Сашка молчал, насупившись. Шломо вздохнул. «Ты твердо намерен это публиковать?» Сашка кивнул. Он сидел, зажав в кулаке свою кепочку — упрямый обиженный сорокапятилетний ребенок. Шломо встал и пошел к стойке. Когда он вернулся с графинчиком чачи и двумя стопками, Сашка сидел все в той же позе, упрямо и вызывающе уставившись в стену напротив. Шломо налил. «Не думаю, что это кошерно, — сказал он шутливо. — Ну да тебе теперь ведь все равно.» Сашка не улыбнулся. Они выпили, как было заведено у них издавна — по две, вагон с прицепом. Помолчали. Шломо налил еще.
«Я вот чего не понимаю, — сказал он. — Разъясни ты мне, дураку. Как ты дальше жить собираешься? У тебя же все приводные ремни к этому делу присобачены: работа, дом, друзья, семья наконец… Куда ты теперь пойдешь, горе ты мое луковое? Ты с женой уже разговаривал?»
Сашка мотнул отрицательно.
«Ну вот. Она же тебя выпрет, дурака, как пса паршивого. У тебя же двое детей малых, Саня… Ну что ты киваешь, как китайский болванчик? Скажи что-нибудь…»
Сашка вдруг быстро выпил, налил и выпил. Раз-два, вагон с прицепом. Потом он обратил к Шломо невидящее, мокрое от слез лицо и судорожно вздохнул.

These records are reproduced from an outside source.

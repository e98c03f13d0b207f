use std::collections::HashSet;

use base64::{engine::general_purpose::STANDARD, Engine};
use time::OffsetDateTime;
use tracing::{debug, info, warn};
use uuid::Uuid;

use super::dto::{CreateFormRequest, PublicForm};
use super::repo_types::{Field, Form};
use super::token::generate_magic_token;
use crate::error::{AppError, AppResult};
use crate::notify::{self, escape_html, Email};
use crate::state::AppState;

pub struct CreatedForm {
    pub form_id: Uuid,
    pub form_url: String,
    pub view_submissions_url: String,
    pub qr_code_base64: String,
}

/// Ids are opaque to callers: anything that isn't one of ours is simply not found.
pub fn parse_form_id(raw: &str) -> AppResult<Uuid> {
    Uuid::parse_str(raw).map_err(|_| AppError::NotFound("Form not found"))
}

pub fn form_url(base_url: &str, form_id: Uuid) -> String {
    format!("{base_url}/api/v1/forms/{form_id}")
}

pub fn view_submissions_url(base_url: &str, form_id: Uuid, token: &str) -> String {
    format!("{}/submissions?token={token}", form_url(base_url, form_id))
}

fn validate(req: CreateFormRequest) -> AppResult<(String, String, Vec<Field>)> {
    let (Some(email), Some(name), Some(fields)) = (req.email, req.form_name, req.fields) else {
        return Err(AppError::Validation(
            "Missing required fields: email, formName, fields".into(),
        ));
    };

    // Delivery is the only check on the address; it is stored as sent.
    let email = email.trim().to_string();
    if email.is_empty() {
        return Err(AppError::Validation("email must not be empty".into()));
    }

    let name = name.trim().to_string();
    if name.is_empty() {
        return Err(AppError::Validation("formName must not be empty".into()));
    }

    let mut seen = HashSet::new();
    for field in &fields {
        if field.id.trim().is_empty() {
            return Err(AppError::Validation("Every field needs a non-empty id".into()));
        }
        if !seen.insert(field.id.as_str()) {
            return Err(AppError::Validation(format!(
                "Duplicate field id \"{}\"",
                field.id
            )));
        }
    }

    Ok((email, name, fields))
}

/// Validates, renders the code, and stores the complete form (token included) in one
/// write, so no reader ever sees a form without its token.
pub async fn create_form(
    st: &AppState,
    req: CreateFormRequest,
    base_url: &str,
) -> AppResult<CreatedForm> {
    let (creator_email, name, fields) = validate(req)?;

    let form_id = Uuid::new_v4();
    let magic_token = generate_magic_token();
    let public_url = form_url(base_url, form_id);
    let view_url = view_submissions_url(base_url, form_id, &magic_token);

    let qr_png = st.codes.render(&public_url).map_err(AppError::Unexpected)?;
    let qr_code_base64 = STANDARD.encode(&qr_png);

    let form = Form {
        id: form_id,
        name,
        fields,
        creator_email,
        magic_token,
        is_active: true,
        submission_count: 0,
        created_at: OffsetDateTime::now_utc(),
    };
    st.forms.insert(&form).await.map_err(AppError::Storage)?;
    info!(%form_id, fields = form.fields.len(), "form created");

    notify::dispatch(
        st.notifier.clone(),
        creation_email(&form, &public_url, &view_url, &qr_code_base64),
    );

    Ok(CreatedForm {
        form_id,
        form_url: public_url,
        view_submissions_url: view_url,
        qr_code_base64,
    })
}

fn creation_email(form: &Form, public_url: &str, view_url: &str, qr_code_base64: &str) -> Email {
    let name = escape_html(&form.name);
    let public_url = escape_html(public_url);
    let view_url = escape_html(view_url);
    let html = format!(
        r#"<html>
<body>
  <h2>Your QR form has been created!</h2>
  <p><strong>Form name:</strong> {name}</p>
  <p><strong>Form ID:</strong> {id}</p>
  <h3>QR code</h3>
  <img src="data:image/png;base64,{qr_code_base64}" alt="QR code" style="max-width: 300px;">
  <h3>Form URL</h3>
  <p><a href="{public_url}">{public_url}</a></p>
  <h3>View submissions</h3>
  <p><a href="{view_url}">Click here to view form submissions</a></p>
  <p>Keep this link private: anyone holding it can read every response.</p>
</body>
</html>"#,
        id = form.id,
    );
    Email {
        to: form.creator_email.clone(),
        subject: format!("QR Forms: your form \"{}\" is ready!", form.name),
        html,
    }
}

/// Any form, active or not.
pub(crate) async fn load_form(st: &AppState, form_id: Uuid) -> AppResult<Form> {
    match st.forms.get(form_id).await.map_err(AppError::Storage)? {
        Some(form) => Ok(form),
        None => {
            debug!(%form_id, "form not found");
            Err(AppError::NotFound("Form not found"))
        }
    }
}

/// Forms that still accept reads and submissions.
pub(crate) async fn load_active_form(st: &AppState, form_id: Uuid) -> AppResult<Form> {
    let form = load_form(st, form_id).await?;
    if !form.is_active {
        warn!(%form_id, "inactive form requested");
        return Err(AppError::Gone("Form is no longer active"));
    }
    Ok(form)
}

pub async fn get_public_form(st: &AppState, form_id: Uuid) -> AppResult<PublicForm> {
    load_active_form(st, form_id).await.map(PublicForm::from)
}

#[cfg(test)]
mod tests {
    use std::time::Duration;

    use super::*;

    fn field(id: &str, label: &str, required: bool) -> Field {
        Field {
            id: id.into(),
            label: label.into(),
            kind: Some("text".into()),
            placeholder: None,
            required,
            extra: Default::default(),
        }
    }

    fn request(fields: Vec<Field>) -> CreateFormRequest {
        CreateFormRequest {
            email: Some("  Creator@Example.com ".into()),
            form_name: Some(" Team lunch ".into()),
            fields: Some(fields),
        }
    }

    #[tokio::test]
    async fn email_is_trimmed_but_otherwise_kept() {
        let fake = AppState::fake();
        for (sent, kept) in [
            ("admin@localhost", "admin@localhost"),
            ("  Creator@Example.com ", "Creator@Example.com"),
        ] {
            let req = CreateFormRequest { email: Some(sent.into()), ..request(vec![]) };
            let created = create_form(&fake.state, req, "https://h").await.unwrap();
            let stored = fake.state.forms.get(created.form_id).await.unwrap().unwrap();
            assert_eq!(stored.creator_email, kept);
        }
    }

    #[test]
    fn test_parse_form_id() {
        let id = Uuid::new_v4();
        assert_eq!(parse_form_id(&id.to_string()).unwrap(), id);
        assert!(matches!(parse_form_id("nope"), Err(AppError::NotFound(_))));
    }

    #[test]
    fn links_embed_id_and_token() {
        let id = Uuid::new_v4();
        assert_eq!(
            view_submissions_url("https://h", id, "tok"),
            format!("https://h/api/v1/forms/{id}/submissions?token=tok")
        );
    }

    #[tokio::test]
    async fn create_then_get_echoes_name_and_field_order() {
        let fake = AppState::fake();
        let fields = vec![
            field("name", "Name", true),
            field("diet", "Dietary needs", false),
            field("email", "Email", false),
        ];
        let created = create_form(&fake.state, request(fields.clone()), "https://h")
            .await
            .expect("create");

        assert_eq!(created.form_url, form_url("https://h", created.form_id));
        assert!(created
            .view_submissions_url
            .starts_with(&format!("{}/submissions?token=", created.form_url)));
        assert_eq!(
            STANDARD.decode(&created.qr_code_base64).unwrap(),
            format!("QR:{}", created.form_url).into_bytes()
        );

        let public = get_public_form(&fake.state, created.form_id).await.unwrap();
        assert_eq!(public.form_name, "Team lunch");
        assert_eq!(public.fields, fields);
        assert_eq!(public.submission_count, 0);
    }

    #[tokio::test]
    async fn stored_form_carries_token_from_the_first_write() {
        let fake = AppState::fake();
        let created = create_form(&fake.state, request(vec![]), "https://h")
            .await
            .unwrap();
        let stored = fake.state.forms.get(created.form_id).await.unwrap().unwrap();
        assert!(!stored.magic_token.is_empty());
        assert!(created.view_submissions_url.ends_with(&stored.magic_token));
        assert_eq!(stored.creator_email, "Creator@Example.com");
        assert!(stored.is_active);
    }

    #[tokio::test]
    async fn zero_fields_is_a_legal_form() {
        let fake = AppState::fake();
        let created = create_form(&fake.state, request(vec![]), "https://h").await.unwrap();
        let public = get_public_form(&fake.state, created.form_id).await.unwrap();
        assert!(public.fields.is_empty());
    }

    #[tokio::test]
    async fn missing_keys_are_rejected() {
        let fake = AppState::fake();
        for req in [
            CreateFormRequest { email: None, ..request(vec![]) },
            CreateFormRequest { form_name: None, ..request(vec![]) },
            CreateFormRequest { fields: None, ..request(vec![]) },
        ] {
            let err = create_form(&fake.state, req, "https://h").await.err().unwrap();
            assert!(matches!(err, AppError::Validation(ref m) if m.contains("Missing required fields")));
        }
    }

    #[tokio::test]
    async fn blank_values_and_bad_field_ids_are_rejected() {
        let fake = AppState::fake();
        let cases = [
            CreateFormRequest { email: Some("   ".into()), ..request(vec![]) },
            CreateFormRequest { form_name: Some("  ".into()), ..request(vec![]) },
            request(vec![field("", "Blank", false)]),
            request(vec![field("a", "A", false), field("a", "Again", true)]),
        ];
        for req in cases {
            let err = create_form(&fake.state, req, "https://h").await.err().unwrap();
            assert!(matches!(err, AppError::Validation(_)), "unexpected: {err:?}");
        }
    }

    #[tokio::test]
    async fn unknown_and_inactive_forms() {
        let fake = AppState::fake();
        let err = get_public_form(&fake.state, Uuid::new_v4()).await.err().unwrap();
        assert!(matches!(err, AppError::NotFound(_)));

        let created = create_form(&fake.state, request(vec![]), "https://h").await.unwrap();
        assert!(fake.store.deactivate(created.form_id).await);
        let err = get_public_form(&fake.state, created.form_id).await.err().unwrap();
        assert!(matches!(err, AppError::Gone(_)));

        // the owner-facing loader ignores the flag
        assert!(load_form(&fake.state, created.form_id).await.is_ok());
    }

    #[tokio::test]
    async fn creator_is_emailed_both_links_and_the_code() {
        let mut fake = AppState::fake();
        let created = create_form(&fake.state, request(vec![]), "https://h").await.unwrap();

        let email = tokio::time::timeout(Duration::from_secs(1), fake.outbox.recv())
            .await
            .expect("email dispatched")
            .unwrap();
        assert_eq!(email.to, "Creator@Example.com");
        assert!(email.subject.contains("Team lunch"));
        assert!(email.html.contains(&created.form_url));
        assert!(email.html.contains(&created.view_submissions_url));
        assert!(email.html.contains(&created.qr_code_base64));
    }

    #[tokio::test]
    async fn notifier_failure_does_not_fail_creation() {
        let mut fake = AppState::fake_with_failing_notifier();
        let created = create_form(&fake.state, request(vec![]), "https://h").await;
        assert!(created.is_ok());
        // the attempt still happened
        let attempted = tokio::time::timeout(Duration::from_secs(1), fake.outbox.recv()).await;
        assert!(matches!(attempted, Ok(Some(_))));
    }
}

«Эх, Славик, ты думаешь, я всего этого не знаю? Я просто не могу больше, понимаешь? Я просто не могу.» Он сгреб салфетку и высморкался. Графинчик кончился.
* * *
Самолет опаздывал. Катя, хотя и знала об этом, приехала в аэропорт намного раньше времени, как будто рассчитывая приблизить тем самым долгожданную встречу с Женькой. Она загнала свой старенький «Уно» на полупустую стоянку Бен-Гуриона. Еще два-три года назад здесь приходилось ездить кругами, ожидая, когда уже кто-нибудь освободит тебе место. Война решила проблему парковки кардинально.
Шломо должен был подъехать на автобусе из Иерусалима, и Катя, держа остановку в поле зрения, пристроилась с книжкой на свободной скамейке. Подошел автобус. Шломо вышел последним и огляделся, крутясь вокруг собственной оси, подобно собирающейся улечься собаке.
«Эй! — крикнула Катя. — Эй!.. Слава!» Он еще немного подергал головой и наконец сфокусировался в ее направлении.
«Ничего себе, — подумала Катя, глядя на приближающегося преувеличенно твердой походкой мужа. — Это в честь чего же мы так набрались?»